How are activity levels calculated in Hubstaff?


Activity levels in Hubstaff are calculated based on the percentage of keyboard and mouse strokes over the total time tracked for a specific time period. The activity levels feature lets you know exactly how productive you or your team are when tracking time. You may use this data to quickly address team efficiency on the spot.

The mobile apps and web timer cannot record keyboard/mouse activity and time tracked to these apps are not included in activity calculations.
Manual time, work breaks, and projects that have the Record activity setting disabled are not included in activity calculations.
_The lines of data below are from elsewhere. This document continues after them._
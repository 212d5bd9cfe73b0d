//! AMF3 encoder and decoder.
//!
//! Values travel between host types and the wire through two traits:
//! [`Decode`] describes what a destination slot accepts and [`Encode`]
//! describes how a value is written. Both sides keep per-session string and
//! object tables, so repeated strings and shared or cyclic composites are
//! written once and back-referenced afterwards.
//!
//! Only the dense subset of AMF3 is supported: null, booleans, integers,
//! doubles, strings, arrays without an associative part and anonymous
//! dynamic objects.
//!
//! ```
//! use amf3::{Value, decode_amf3_values, encode_amf3_value};
//!
//! let list = Value::from(vec![Value::from("kremówki"), Value::from(2137_i32)]);
//! let bytes = encode_amf3_value(&list).unwrap();
//! let decoded = decode_amf3_values(bytes).unwrap();
//! assert_eq!(decoded, vec![list]);
//! ```

use std::{cell::RefCell, rc::Rc};

use bytes::{Buf, BufMut, Bytes, BytesMut};

mod config;
mod decoding;
mod encoding;
mod error;
mod marker;
mod record;
mod tables;
mod u29;
mod value;


pub use config::{DecoderConfig, EncoderConfig, FieldNaming};
pub use decoding::{Decode, Decoder, ObjectSlot, Reference, Scalar};
pub use encoding::{Encode, Encoder, Identity};
pub use error::{DecodeError, EncodeError, ErrorKind};
pub use marker::Marker;
pub use record::{Field, Record, decode_record};
pub use value::{Object, Value};

/// Reference-counted handle used for composites that may be aliased or cyclic.
///
/// Two `Shared` handles pointing at the same allocation are written as one
/// literal and one back-reference, and decode back into a single allocation.
pub type Shared<T> = Rc<RefCell<T>>;

/// Decode every AMF3 value in `amf_bytes` as dynamic [`Value`]s.
///
/// All values share one session, so later values may back-reference strings
/// and objects introduced by earlier ones.
pub fn decode_amf3_values(amf_bytes: Bytes) -> Result<Vec<Value>, DecodeError> {
    let mut decoder = Decoder::new(amf_bytes.reader());
    let mut values = vec![];
    while decoder.get_ref().get_ref().has_remaining() {
        let mut value = Value::Null;
        decoder.decode(&mut value)?;
        values.push(value);
    }
    Ok(values)
}

/// Decode a single value of type `T` from the start of `amf_bytes`.
pub fn decode_amf3<T: Decode>(amf_bytes: Bytes) -> Result<T, DecodeError> {
    let mut decoder = Decoder::new(amf_bytes.reader());
    let mut value = T::default();
    decoder.decode(&mut value)?;
    Ok(value)
}

/// Encode a single value into a fresh buffer.
pub fn encode_amf3_value<T: Encode + ?Sized>(value: &T) -> Result<Bytes, EncodeError> {
    let mut encoder = Encoder::new(BytesMut::new().writer());
    encoder.encode(value)?;
    Ok(encoder.into_inner().into_inner().freeze())
}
Calculating Activity Levels

Below is Hubstaff calculates activity levels:

  1. For every second, we label the user as active or inactive. A mouse movement or keyboard stroke = active. No keyboard or mouse = inactive.
  2. We add all of these numbers up and give a total % of activity for that 10-minute segment using this equation: Active seconds / 600 = activity rate %
  3. Also, we track if the user was active or not. By default, 20 minutes without inactivity triggers an inactive status, in which case the desktop client gives the member either the option of removing that time from their log because they were inactive, or automatically discard the idle time depending on the organization setting.

As activity rate (activity %) represents the percent of seconds that the mouse or keyboard was interacted with on a specific time frame. For example, if you used the keyboard continuously for 30 seconds and then watched a training video for 9 minutes and 30 seconds, the activity percentage would be 5%. This is because you only directly interacted with the computer for 5% of the total 10-minute period.

Another example would be if you were reading different articles online, the only ‘active’ time reported would be the few seconds it takes you to get to the next article, or to scroll down the page as you read. So if you read 4 different pages for a total of 10 minutes, it’s very likely that you only “interacted” for 20 or 30 seconds total.

Here’s an easy way to think about how we calculate activity rates:

If you have 100 seconds of tracked time, and 20 seconds of idle time (no mouse or keyboard movement), you’d have an 80% activity rate.

 

Those 100 seconds might look like this:

Mouse Keyboard No Activity Total Activity
20 seconds Yes 20
35 seconds Yes Yes 35
15 seconds Yes 15
20 seconds Yes 0
10 seconds Yes 10
80 seconds or 80% activity out of 100 seconds

80% overall activity rate

Because 80% of the 100 seconds were spent using the mouse or keyboard.

Trackpad activity is recorded as mouse movement.

What activity rates mean

Depending on someone’s job and daily tasks, activity rates will vary widely.

Jobs involving data entry, design, development, and other high mouse and keyboard activity will tend to have higher averages. Team members who spend more time in meetings, doing more research, or participating in video chats will tend to have lower scores. It makes sense; they’ll be moving their mouse and keyboard less if they’re primarily talking or reading.

That’s why people with 75% scores and those with 25% scores can often times both be working productively. If a usual day for your team involves checking email, reading articles, or having calls with one another, they might have an average activity rate of around 50%.

Instead of using activity rates as a one-time snapshot of productivity and making a decision based only on them, our recommendation is to use these as trends.

Look for patterns, and if a continually declining activity rate shows up, have conversations. The idea of activity rates is to keep a dialogue going and improve processes and workflow over time.

At Hubstaff, we discourage the use of quotas or scoring based on activity rates. Frustration can emerge when managers and team members aren’t clear on what’s expected of them, so an open dialogue can keep work moving.

Hubstaff does NOT store individual keystrokes that are entered (there is no keylogging) or where your mouse clicks. We simply track the number of seconds we detect keyboard or mouse activity which includes mouse move, mouse click, mouse wheel, and keyboard presses. We don’t store specifically what was done, only that there was some activity during a second.

Activity benchmarks

Our activity benchmarks feature helps you understand all about activity levels. It also answers common questions about activity levels such as: What type of applications record activity? What activity is good or bad? How do your organization’s activity levels compare to other organizations in the same industry?

First, navigate to the Activity > Screenshots page.

Activity Screenshots 1

Then click on the Activity benchmarks button.

Hubstaff Activity benchmarks


The basics

The basics section shows you a table of four activity level tiers that explain what levels of activity to expect from your employees. It also explains how Idle time affects activities and how you can change the settings. You can also watch the video about how activity tracking works in Hubstaff by navigating to the “Welcome to activity video” section of the page.

the basics


How it works

This section explains how activity levels are calculated, and what factors have an impact to the overall activity averages/percentages.

how it works


Activity in your organization

This section shows you the average activity percentage for your entire Hubstaff organization.